Exercise →
Scanning the entries below, copy every line that contains the word "push".
Start of Exercise materials
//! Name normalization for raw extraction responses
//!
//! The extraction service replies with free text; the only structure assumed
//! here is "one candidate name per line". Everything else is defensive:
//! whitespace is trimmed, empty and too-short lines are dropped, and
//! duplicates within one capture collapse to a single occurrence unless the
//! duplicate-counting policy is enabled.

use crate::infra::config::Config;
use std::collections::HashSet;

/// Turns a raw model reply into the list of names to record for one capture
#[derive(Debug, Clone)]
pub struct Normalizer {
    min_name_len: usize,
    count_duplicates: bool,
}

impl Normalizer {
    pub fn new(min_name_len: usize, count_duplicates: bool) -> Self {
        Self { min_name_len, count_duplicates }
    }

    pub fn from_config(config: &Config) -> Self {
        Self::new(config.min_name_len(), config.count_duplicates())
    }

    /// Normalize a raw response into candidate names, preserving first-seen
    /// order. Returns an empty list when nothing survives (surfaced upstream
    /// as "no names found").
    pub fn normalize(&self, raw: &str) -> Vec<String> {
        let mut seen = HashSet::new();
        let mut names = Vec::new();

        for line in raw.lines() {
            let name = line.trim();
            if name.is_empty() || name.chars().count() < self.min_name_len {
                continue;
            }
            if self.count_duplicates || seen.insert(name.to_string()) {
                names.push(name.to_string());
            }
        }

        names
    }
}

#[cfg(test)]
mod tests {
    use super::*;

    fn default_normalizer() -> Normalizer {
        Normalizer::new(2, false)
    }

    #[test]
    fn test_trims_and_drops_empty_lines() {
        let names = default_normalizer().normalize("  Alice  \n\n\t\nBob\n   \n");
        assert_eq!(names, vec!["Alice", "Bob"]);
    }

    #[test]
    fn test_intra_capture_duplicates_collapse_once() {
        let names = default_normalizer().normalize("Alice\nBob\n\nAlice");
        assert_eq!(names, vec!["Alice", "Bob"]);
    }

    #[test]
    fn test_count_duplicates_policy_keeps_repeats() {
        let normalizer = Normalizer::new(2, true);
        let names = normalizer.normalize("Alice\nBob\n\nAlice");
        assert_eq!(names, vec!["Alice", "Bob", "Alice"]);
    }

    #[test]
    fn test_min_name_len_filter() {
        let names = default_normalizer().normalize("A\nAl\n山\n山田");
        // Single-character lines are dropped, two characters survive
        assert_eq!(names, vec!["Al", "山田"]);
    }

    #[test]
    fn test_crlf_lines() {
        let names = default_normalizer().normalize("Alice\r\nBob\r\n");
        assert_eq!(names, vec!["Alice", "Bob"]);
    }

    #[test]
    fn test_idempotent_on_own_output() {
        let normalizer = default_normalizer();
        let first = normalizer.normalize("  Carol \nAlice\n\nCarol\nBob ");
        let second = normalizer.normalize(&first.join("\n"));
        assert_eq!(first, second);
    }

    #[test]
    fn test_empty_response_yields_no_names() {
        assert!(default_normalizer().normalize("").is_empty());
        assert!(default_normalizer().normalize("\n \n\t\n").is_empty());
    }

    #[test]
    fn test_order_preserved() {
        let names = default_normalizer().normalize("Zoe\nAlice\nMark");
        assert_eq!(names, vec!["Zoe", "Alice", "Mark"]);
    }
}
End of Exercise materials
Start of Exercise materials
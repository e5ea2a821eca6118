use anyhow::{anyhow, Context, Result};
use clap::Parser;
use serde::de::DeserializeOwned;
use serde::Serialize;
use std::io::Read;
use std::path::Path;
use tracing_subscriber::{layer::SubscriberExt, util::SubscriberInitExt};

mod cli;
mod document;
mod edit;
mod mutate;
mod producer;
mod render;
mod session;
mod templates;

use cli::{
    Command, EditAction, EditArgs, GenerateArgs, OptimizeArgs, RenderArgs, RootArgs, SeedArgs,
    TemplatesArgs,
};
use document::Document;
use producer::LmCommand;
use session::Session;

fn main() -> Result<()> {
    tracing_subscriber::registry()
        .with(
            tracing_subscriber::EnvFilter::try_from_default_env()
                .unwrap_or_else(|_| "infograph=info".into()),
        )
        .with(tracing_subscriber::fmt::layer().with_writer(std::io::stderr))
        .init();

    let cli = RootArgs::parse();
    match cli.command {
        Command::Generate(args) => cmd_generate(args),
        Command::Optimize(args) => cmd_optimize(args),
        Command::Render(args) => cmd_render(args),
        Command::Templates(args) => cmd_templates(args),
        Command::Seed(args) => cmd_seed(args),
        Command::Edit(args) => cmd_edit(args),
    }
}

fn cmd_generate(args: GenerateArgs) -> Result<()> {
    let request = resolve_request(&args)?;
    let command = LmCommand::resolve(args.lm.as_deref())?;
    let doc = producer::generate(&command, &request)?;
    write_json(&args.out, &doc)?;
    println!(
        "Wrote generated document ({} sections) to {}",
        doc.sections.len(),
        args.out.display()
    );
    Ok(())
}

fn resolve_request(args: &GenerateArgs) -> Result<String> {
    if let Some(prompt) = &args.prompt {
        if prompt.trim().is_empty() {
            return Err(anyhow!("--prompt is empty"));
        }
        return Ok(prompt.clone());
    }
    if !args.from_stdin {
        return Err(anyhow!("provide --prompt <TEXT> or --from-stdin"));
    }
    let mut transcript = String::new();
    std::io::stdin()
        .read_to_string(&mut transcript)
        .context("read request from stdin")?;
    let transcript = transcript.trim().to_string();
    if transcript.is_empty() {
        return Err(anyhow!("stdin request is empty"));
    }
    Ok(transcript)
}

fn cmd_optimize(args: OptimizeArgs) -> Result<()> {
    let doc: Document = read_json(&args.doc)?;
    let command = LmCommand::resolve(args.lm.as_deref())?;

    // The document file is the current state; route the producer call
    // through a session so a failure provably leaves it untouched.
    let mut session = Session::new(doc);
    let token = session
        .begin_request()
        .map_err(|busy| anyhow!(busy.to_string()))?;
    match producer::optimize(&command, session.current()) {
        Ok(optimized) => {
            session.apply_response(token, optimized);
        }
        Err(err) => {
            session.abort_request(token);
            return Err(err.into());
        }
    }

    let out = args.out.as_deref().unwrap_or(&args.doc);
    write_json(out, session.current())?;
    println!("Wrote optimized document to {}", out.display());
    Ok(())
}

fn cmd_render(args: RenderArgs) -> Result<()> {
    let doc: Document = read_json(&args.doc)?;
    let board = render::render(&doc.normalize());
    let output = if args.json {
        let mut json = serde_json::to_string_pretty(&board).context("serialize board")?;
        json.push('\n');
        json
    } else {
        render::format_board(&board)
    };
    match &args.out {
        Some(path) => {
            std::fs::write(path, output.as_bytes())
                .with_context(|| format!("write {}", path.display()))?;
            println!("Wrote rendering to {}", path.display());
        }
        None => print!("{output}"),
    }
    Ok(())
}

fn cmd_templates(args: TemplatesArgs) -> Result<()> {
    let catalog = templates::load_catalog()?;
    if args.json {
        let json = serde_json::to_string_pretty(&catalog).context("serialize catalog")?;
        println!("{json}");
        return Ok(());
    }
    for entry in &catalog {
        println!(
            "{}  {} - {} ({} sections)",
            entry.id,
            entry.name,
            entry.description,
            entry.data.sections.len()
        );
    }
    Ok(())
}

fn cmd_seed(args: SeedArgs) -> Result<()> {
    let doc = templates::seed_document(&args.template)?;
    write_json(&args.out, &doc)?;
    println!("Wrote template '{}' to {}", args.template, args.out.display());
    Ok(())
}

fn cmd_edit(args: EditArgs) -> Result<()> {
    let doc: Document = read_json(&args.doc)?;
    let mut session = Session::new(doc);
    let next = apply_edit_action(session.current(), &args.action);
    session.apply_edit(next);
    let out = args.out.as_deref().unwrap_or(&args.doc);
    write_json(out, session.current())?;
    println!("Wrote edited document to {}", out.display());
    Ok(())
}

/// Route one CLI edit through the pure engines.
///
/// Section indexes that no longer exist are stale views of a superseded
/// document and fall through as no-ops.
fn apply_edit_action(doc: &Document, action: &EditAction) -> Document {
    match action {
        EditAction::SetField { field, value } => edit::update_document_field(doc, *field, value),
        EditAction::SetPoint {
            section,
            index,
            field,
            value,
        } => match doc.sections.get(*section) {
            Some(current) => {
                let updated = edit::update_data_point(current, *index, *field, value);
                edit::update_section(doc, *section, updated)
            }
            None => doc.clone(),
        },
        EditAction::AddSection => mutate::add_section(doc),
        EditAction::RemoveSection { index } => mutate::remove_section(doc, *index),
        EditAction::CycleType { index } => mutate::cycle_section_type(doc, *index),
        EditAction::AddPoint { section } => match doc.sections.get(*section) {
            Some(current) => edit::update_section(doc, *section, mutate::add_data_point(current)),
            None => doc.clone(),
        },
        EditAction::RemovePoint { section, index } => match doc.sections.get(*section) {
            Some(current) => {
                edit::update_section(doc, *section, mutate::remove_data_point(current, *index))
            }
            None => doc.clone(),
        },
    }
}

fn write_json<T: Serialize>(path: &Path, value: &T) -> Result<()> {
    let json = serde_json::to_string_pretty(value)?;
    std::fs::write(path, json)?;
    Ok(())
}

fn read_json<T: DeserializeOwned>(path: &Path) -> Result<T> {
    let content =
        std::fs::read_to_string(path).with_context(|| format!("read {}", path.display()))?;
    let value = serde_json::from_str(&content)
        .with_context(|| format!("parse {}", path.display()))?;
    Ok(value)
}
End of Exercise materials
Response to this exercise →
                names.push(name.to_string());
        json.push('\n');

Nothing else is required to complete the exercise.